Exercise brief: Print nothing but the lines below starting at the line that holds "use axum::extract::State;" and ending at the line that holds "the calendar router.", including both, each exactly as written.

▼▼▼

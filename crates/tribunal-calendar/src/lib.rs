//! # tribunal-calendar — Time Negotiation
//!
//! Availability search and reschedule negotiation for hearings:
//!
//! - **Error** ([`error`]): Structured error hierarchy for the calendar
//!   subsystem.
//!
//! - **Rule** ([`rule`]): The scheduling rules consulted by search and
//!   negotiation, covering the working calendar, spacing, and limits.
//!
//! - **Allocator** ([`allocator`]): Grid-based availability search with
//!   hard constraints and soft ranking.
//!
//! - **Negotiation** ([`negotiation`]): The reschedule request lifecycle
//!   from opening through single-shot resolution.

pub mod allocator;
pub mod error;
pub mod negotiation;
pub mod rule;

// Re-export primary types for ergonomic imports.

// Error types
pub use error::ScheduleError;

// Rules
pub use rule::ScheduleRule;

// Availability search
pub use allocator::{
    find_slots, score_slot, slot_is_offered, BusyInterval, SlotCandidate, SlotQuery,
    SCORE_LUNCH_OVERLAP, SCORE_OUTSIDE_HOURS, SCORE_PREFERRED,
};

// Negotiation
pub use negotiation::{RescheduleRequest, RescheduleRequestId, RescheduleStatus};
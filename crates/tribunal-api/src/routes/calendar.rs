// SPDX-License-Identifier: BUSL-1.1
//! # Calendar API Routes
//!
//! Slot discovery against the configured scheduling rule. Search takes a
//! set of staff members and a window start and returns ranked candidate
//! slots, already filtered for working hours, buffers, and daily load.

use axum::extract::State;
use axum::routing::{get, post};
use axum::{Json, Router};
use chrono::{DateTime, Utc};
use serde::{Deserialize, Serialize};
use utoipa::ToSchema;
use uuid::Uuid;

use tribunal_calendar::{find_slots, ScheduleRule, SlotQuery};

use crate::error::AppError;
use crate::routes::{busy_intervals, rfc3339};
use crate::state::AppState;

// ---------------------------------------------------------------------------
// Request / Response types
// ---------------------------------------------------------------------------

/// Slot search request.
#[derive(Debug, Deserialize, ToSchema)]
pub struct SlotSearchRequest {
    /// Staff members to consider for the slot.
    pub staff_ids: Vec<Uuid>,
    /// Search window start. Defaults to now.
    pub from: Option<DateTime<Utc>>,
    /// Requested duration in minutes. Zero or absent means the rule default.
    #[serde(default)]
    pub duration_minutes: i64,
    /// Preferred starts to bias ranking, most preferred first.
    #[serde(default)]
    pub preferred_starts: Vec<DateTime<Utc>>,
}

/// One ranked slot candidate.
#[derive(Debug, Serialize, Deserialize, ToSchema)]
pub struct SlotResponse {
    pub start: String,
    pub end: String,
    pub staff_id: String,
    pub score: i64,
}

// ---------------------------------------------------------------------------
// Router
// ---------------------------------------------------------------------------

/// Build the calendar router.
pub fn router() -> Router<AppState> {
    Router::new()
        .route("/v1/calendar/slots/search", post(search_slots))
        .route("/v1/calendar/rule", get(get_rule))
}

// ---------------------------------------------------------------------------
// Handlers
// ---------------------------------------------------------------------------

/// POST /v1/calendar/slots/search — Ranked candidate slots.
#[utoipa::path(
    post,
    path = "/v1/calendar/slots/search",
    request_body = SlotSearchRequest,
    responses(
        (status = 200, description = "Ranked slot candidates", body = Vec<SlotResponse>),
        (status = 422, description = "No staff given, or no slot available"),
    ),
    tag = "calendar"
)]
async fn search_slots(
    State(state): State<AppState>,
    Json(req): Json<SlotSearchRequest>,
) -> Result<Json<Vec<SlotResponse>>, AppError> {
    let busy = busy_intervals(&state, None);
    let query = SlotQuery {
        from: req.from.unwrap_or_else(Utc::now),
        duration_minutes: req.duration_minutes,
        preferred_starts: req.preferred_starts.clone(),
    };
    let candidates = find_slots(&state.config.schedule_rule, &req.staff_ids, &busy, &query)?;
    let responses = candidates
        .iter()
        .map(|c| SlotResponse {
            start: rfc3339(c.start),
            end: rfc3339(c.end),
            staff_id: c.staff_id.to_string(),
            score: c.score,
        })
        .collect();
    Ok(Json(responses))
}

/// GET /v1/calendar/rule — The active scheduling rule.
#[utoipa::path(
    get,
    path = "/v1/calendar/rule",
    responses(
        (status = 200, description = "Active scheduling rule", body = Object),
    ),
    tag = "calendar"
)]
async fn get_rule(State(state): State<AppState>) -> Json<ScheduleRule> {
    Json(state.config.schedule_rule.clone())
}

// ---------------------------------------------------------------------------
// Tests
// ---------------------------------------------------------------------------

▲▲▲

Reply:
use axum::extract::State;
use axum::routing::{get, post};
use axum::{Json, Router};
use chrono::{DateTime, Utc};
use serde::{Deserialize, Serialize};
use utoipa::ToSchema;
use uuid::Uuid;

use tribunal_calendar::{find_slots, ScheduleRule, SlotQuery};

use crate::error::AppError;
use crate::routes::{busy_intervals, rfc3339};
use crate::state::AppState;

// ---------------------------------------------------------------------------
// Request / Response types
// ---------------------------------------------------------------------------

/// Slot search request.
#[derive(Debug, Deserialize, ToSchema)]
pub struct SlotSearchRequest {
    /// Staff members to consider for the slot.
    pub staff_ids: Vec<Uuid>,
    /// Search window start. Defaults to now.
    pub from: Option<DateTime<Utc>>,
    /// Requested duration in minutes. Zero or absent means the rule default.
    #[serde(default)]
    pub duration_minutes: i64,
    /// Preferred starts to bias ranking, most preferred first.
    #[serde(default)]
    pub preferred_starts: Vec<DateTime<Utc>>,
}

/// One ranked slot candidate.
#[derive(Debug, Serialize, Deserialize, ToSchema)]
pub struct SlotResponse {
    pub start: String,
    pub end: String,
    pub staff_id: String,
    pub score: i64,
}

// ---------------------------------------------------------------------------
// Router
// ---------------------------------------------------------------------------

/// Build the calendar router.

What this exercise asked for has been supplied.